### EXERCISE BRIEF:
Only lines holding the word "Debug" should be copied from the material.

### RECORDS TO USE:
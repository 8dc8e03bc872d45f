use crate::render::{Scene, Vertex};
use wgpu::{Device, Queue, RenderPipeline, Surface, SwapChain, SwapChainDescriptor};
use winit::window::Window;

/// Contains all of the `wgpu` related state
pub struct State {
    pub surface: Surface,
    pub device: Device,
    pub queue: Queue,
    pub sc_desc: SwapChainDescriptor,
    pub swap_chain: SwapChain,
    pub size: winit::dpi::PhysicalSize<u32>,
    pub render_pipeline: Option<RenderPipeline>,
}

impl State {
    // Creating some of the wgpu types requires async code
    pub async fn new(window: &Window) -> Self {
        let instance = wgpu::Instance::new(wgpu::BackendBit::PRIMARY);

        // SAFETY: the window outlives the surface; it is only dropped when
        // the event loop (and with it this State) goes away.
        let surface = unsafe { instance.create_surface(window) };
        let adapter = instance
            .request_adapter(&wgpu::RequestAdapterOptions {
                power_preference: Default::default(),
                compatible_surface: Some(&surface),
            })
            .await
            .expect("No compatible graphics adapter");

        let (device, queue) = adapter
            .request_device(
                &wgpu::DeviceDescriptor {
                    label: Some("Default device"),
                    features: wgpu::Features::empty(),
                    limits: wgpu::Limits::default(),
                },
                None, // Trace path
            )
            .await
            .expect("Failed to create device");

        let size = window.inner_size();
        let sc_desc = SwapChainDescriptor {
            usage: wgpu::TextureUsage::RENDER_ATTACHMENT,
            format: wgpu::TextureFormat::Bgra8UnormSrgb,
            width: size.width,
            height: size.height,
            present_mode: wgpu::PresentMode::Fifo,
        };
        let swap_chain = device.create_swap_chain(&surface, &sc_desc);

        Self {
            surface,
            device,
            queue,
            sc_desc,
            swap_chain,
            size,
            render_pipeline: None,
        }
    }

    pub fn resize(&mut self, new_size: winit::dpi::PhysicalSize<u32>) {
        self.size = new_size;
        self.sc_desc.width = new_size.width;
        self.sc_desc.height = new_size.height;
        self.swap_chain = self.device.create_swap_chain(&self.surface, &self.sc_desc);
    }

    /// Uploads the current frame's vertices and view transform.
    pub fn update(&mut self, scene: &mut Scene, verts: &[Vertex]) {
        scene.uniforms.update_view_proj(&scene.camera);
        self.queue.write_buffer(
            &scene.uniform_state.buffer,
            0,
            bytemuck::cast_slice(&[scene.uniforms]),
        );

        self.queue
            .write_buffer(&scene.vertex_buffer, 0, bytemuck::cast_slice(verts));
    }

    pub fn render(&mut self, scene: &Scene) -> Result<(), wgpu::SwapChainError> {
        let frame = self.swap_chain.get_current_frame()?.output;
        let mut encoder = self
            .device
            .create_command_encoder(&wgpu::CommandEncoderDescriptor {
                label: Some("Render Encoder"),
            });

        let mut render_pass = encoder.begin_render_pass(&wgpu::RenderPassDescriptor {
            label: Some("Render Pass Descriptor"),
            color_attachments: &[wgpu::RenderPassColorAttachment {
                view: &frame.view,
                resolve_target: None,
                ops: wgpu::Operations {
                    load: wgpu::LoadOp::Clear(wgpu::Color {
                        r: scene.clear_color[0] as f64,
                        g: scene.clear_color[1] as f64,
                        b: scene.clear_color[2] as f64,
                        a: 1.0,
                    }),
                    store: true,
                },
            }],
            depth_stencil_attachment: None,
        });

        let device = &self.device;
        let render_pipeline = self
            .render_pipeline
            .get_or_insert_with(|| create_render_pipeline(device, scene));

        render_pass.set_pipeline(render_pipeline);

        render_pass.set_vertex_buffer(0, scene.vertex_buffer.slice(..));
        render_pass.set_bind_group(0, &scene.uniform_state.bind_group, &[]);
        render_pass.draw(0..scene.num_particles, 0..1);

        drop(render_pass);

        self.queue.submit(std::iter::once(encoder.finish()));

        Ok(())
    }
}

fn create_render_pipeline(device: &Device, scene: &Scene) -> RenderPipeline {
    let vs_module = device.create_shader_module(&wgpu::include_spirv!("../shader.vert.spv"));
    let fs_module = device.create_shader_module(&wgpu::include_spirv!("../shader.frag.spv"));

    let render_pipeline_layout = device.create_pipeline_layout(&wgpu::PipelineLayoutDescriptor {
        label: Some("Render Pipeline Layout"),
        bind_group_layouts: &[&scene.uniform_state.bind_group_layout],
        push_constant_ranges: &[],
    });

    device.create_render_pipeline(&wgpu::RenderPipelineDescriptor {
        label: Some("Render Pipeline"),
        layout: Some(&render_pipeline_layout),
        vertex: wgpu::VertexState {
            module: &vs_module,
            entry_point: "main",
            buffers: &[Vertex::desc()],
        },
        fragment: Some(wgpu::FragmentState {
            module: &fs_module,
            entry_point: "main",
            targets: &[wgpu::ColorTargetState {
                format: wgpu::TextureFormat::Bgra8UnormSrgb, // NOTE: Don't hardcode this
                blend: Some(wgpu::BlendState::REPLACE),
                write_mask: wgpu::ColorWrite::ALL,
            }],
        }),
        primitive: wgpu::PrimitiveState {
            topology: wgpu::PrimitiveTopology::PointList,
            ..Default::default()
        },
        depth_stencil: None,
        multisample: wgpu::MultisampleState {
            count: 1,
            mask: !0,
            alpha_to_coverage_enabled: false,
        },
    })
}
/// This module contains all of the _data_ that is going to be sent to the
/// GPU: the vertex buffer, the uniforms, the clear color, and the camera.
use crate::render::Camera;
use wgpu::util::DeviceExt;

pub struct Scene {
    pub clear_color: [f32; 3],
    pub camera: Camera,
    pub num_particles: u32,
    pub vertex_buffer: wgpu::Buffer,
    pub uniforms: Uniforms,
    pub uniform_state: UniformState,
}

impl Scene {
    pub fn new(device: &wgpu::Device, verts: &[Vertex], size: winit::dpi::PhysicalSize<u32>) -> Self {
        let camera = Camera::new(size.width, size.height);
        let mut uniforms = Uniforms::default();
        uniforms.update_view_proj(&camera);

        let uniform_state = UniformState::new(device, uniforms);

        Self {
            clear_color: [0., 0., 0.],
            camera,
            num_particles: verts.len() as u32,
            vertex_buffer: device.create_buffer_init(&wgpu::util::BufferInitDescriptor {
                label: Some("Vertex Buffer"),
                contents: bytemuck::cast_slice(verts),
                usage: wgpu::BufferUsage::VERTEX | wgpu::BufferUsage::COPY_DST,
            }),
            uniforms,
            uniform_state,
        }
    }
}

/// One rendered point: a particle position (z is always 0) and its material
/// color. This is also the frame format written by the headless mode.
#[repr(C)]
#[derive(
    Copy,
    Clone,
    Debug,
    bytemuck::Pod,
    bytemuck::Zeroable,
    serde::Serialize,
    serde::Deserialize,
)]
pub struct Vertex {
    pub position: [f32; 3],
    pub color: [f32; 3],
}

impl Vertex {
    pub fn desc() -> wgpu::VertexBufferLayout<'static> {
        const ATTRS: [wgpu::VertexAttribute; 2] =
            wgpu::vertex_attr_array![0 => Float32x3, 1 => Float32x3];

        wgpu::VertexBufferLayout {
            array_stride: std::mem::size_of::<Vertex>() as wgpu::BufferAddress,
            step_mode: wgpu::InputStepMode::Vertex,
            attributes: &ATTRS,
        }
    }
}

// We need this for Rust to store our data correctly for the shaders
#[repr(C)]
// This is so we can store this in a buffer
#[derive(Debug, Copy, Clone, bytemuck::Pod, bytemuck::Zeroable)]
pub struct Uniforms {
    // nalgebra matrices can't go in a buffer directly, so the Matrix4 gets
    // converted to a plain 4x4 array
    pub(super) view_proj: [[f32; 4]; 4],
    pub(super) u_point_size: f32,
    pub(super) _padding: [f32; 3],
}

impl Default for Uniforms {
    fn default() -> Self {
        Self {
            view_proj: na::Matrix4::identity().into(),
            u_point_size: 3.,
            _padding: [0.; 3],
        }
    }
}

impl Uniforms {
    pub fn update_view_proj(&mut self, camera: &Camera) {
        self.view_proj = camera.build_view_projection_matrix().into();
    }
}

/// This contains all of the GPU-associated state relating to uniforms,
/// including the buffer and the bind group
pub struct UniformState {
    pub buffer: wgpu::Buffer,
    pub bind_group: wgpu::BindGroup,
    pub bind_group_layout: wgpu::BindGroupLayout,
}

impl UniformState {
    fn new(device: &wgpu::Device, uniforms: Uniforms) -> Self {
        let buffer = device.create_buffer_init(&wgpu::util::BufferInitDescriptor {
            label: Some("Uniform Buffer"),
            contents: bytemuck::cast_slice(&[uniforms]),
            usage: wgpu::BufferUsage::UNIFORM | wgpu::BufferUsage::COPY_DST,
        });

        let bind_group_layout = device.create_bind_group_layout(&wgpu::BindGroupLayoutDescriptor {
            entries: &[wgpu::BindGroupLayoutEntry {
                binding: 0,
                visibility: wgpu::ShaderStage::VERTEX,
                ty: wgpu::BindingType::Buffer {
                    ty: wgpu::BufferBindingType::Uniform,
                    min_binding_size: None,
                    has_dynamic_offset: false,
                },
                count: None,
            }],
            label: Some("uniform_bind_group_layout"),
        });

        let bind_group = device.create_bind_group(&wgpu::BindGroupDescriptor {
            layout: &bind_group_layout,
            entries: &[wgpu::BindGroupEntry {
                binding: 0,
                resource: buffer.as_entire_binding(),
            }],
            label: Some("uniform_bind_group"),
        });

        UniformState {
            buffer,
            bind_group,
            bind_group_layout,
        }
    }
}
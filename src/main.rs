mod initial_condition;
mod mpm;
mod parallel;
mod render;
mod statistics;
mod util;

extern crate nalgebra as na;

use crate::initial_condition::{three_material_scene, MaterialBlock};
use crate::mpm::MpmParameters;

use std::path::PathBuf;
use std::sync::mpsc::channel;

use structopt::StructOpt;

type Scalar = f32;
type Vec2 = na::Vector2<Scalar>;
type Mat2 = na::Matrix2<Scalar>;

/// Everything needed to reproduce a run: the solver parameters and the scene
/// the particles are seeded from. This is what the JSON config file
/// deserializes into.
#[derive(Debug, Clone, serde::Serialize, serde::Deserialize)]
pub struct SimulationConfig {
    pub parameters: MpmParameters,
    pub scene: Vec<MaterialBlock>,
}

impl Default for SimulationConfig {
    fn default() -> Self {
        SimulationConfig {
            parameters: MpmParameters::default(),
            scene: three_material_scene(10_000, 0),
        }
    }
}

#[derive(StructOpt, Debug)]
#[structopt(name = "mpm_simulator")]
struct Opt {
    /// JSON file holding a `SimulationConfig`; defaults to the canonical
    /// three-material scene.
    #[structopt(short, long)]
    config: Option<PathBuf>,
    /// Replay a directory of previously dumped frames instead of simulating.
    #[structopt(short, long)]
    playback: Option<PathBuf>,
    /// Simulate without a window and dump frames into this directory.
    #[structopt(short, long)]
    output_dir: Option<PathBuf>,
    /// How many frames to dump in headless mode.
    #[structopt(short, long, default_value = "600")]
    frames: usize,
}

fn main() -> eyre::Result<()> {
    tracing_subscriber::fmt::init();

    let opt = Opt::from_args();

    use eyre::WrapErr;

    let config: SimulationConfig = match &opt.config {
        Some(path) => std::fs::read(path)
            .wrap_err_with(|| format!("Failed to read config file: {:?}", path))
            .and_then(|json| {
                serde_json::from_slice(&json).wrap_err("Serde failed to deserialize config JSON.")
            })?,
        None => SimulationConfig::default(),
    };

    if let Some(input_dir) = opt.playback {
        let mut files = std::fs::read_dir(input_dir)?
            .filter_map(|entry| Some(entry.ok()?.path()))
            .collect::<Vec<_>>();
        files.sort();

        render::open_window(render::FrameSource::playback(files))
    } else if let Some(output_dir) = opt.output_dir {
        let (stop_tx, stop_rx) = channel();
        let vert_rx = render::start_simulation(config, stop_rx);

        for frame in 0..opt.frames {
            let verts = vert_rx
                .recv()
                .wrap_err("Simulation stopped before finishing")?;

            let mut path = output_dir.clone();
            path.push(format!("{:03}.dat", frame));
            let mut writer = std::fs::File::create(&path)?;
            rmp_serde::encode::write(&mut writer, &verts)?;

            tracing::info!(frame, path = %path.display(), "wrote frame");
        }

        drop(stop_tx);
        Ok(())
    } else {
        tracing::info!("displaying simulation in a window");

        let (_stop_tx, stop_rx) = channel();
        let vert_rx = render::start_simulation(config, stop_rx);

        render::open_window(render::FrameSource::Live(vert_rx))
    }
}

### WRITTEN REPLY:
    Debug,
#[derive(Debug, Copy, Clone, bytemuck::Pod, bytemuck::Zeroable)]
#[derive(Debug, Clone, serde::Serialize, serde::Deserialize)]
#[derive(StructOpt, Debug)]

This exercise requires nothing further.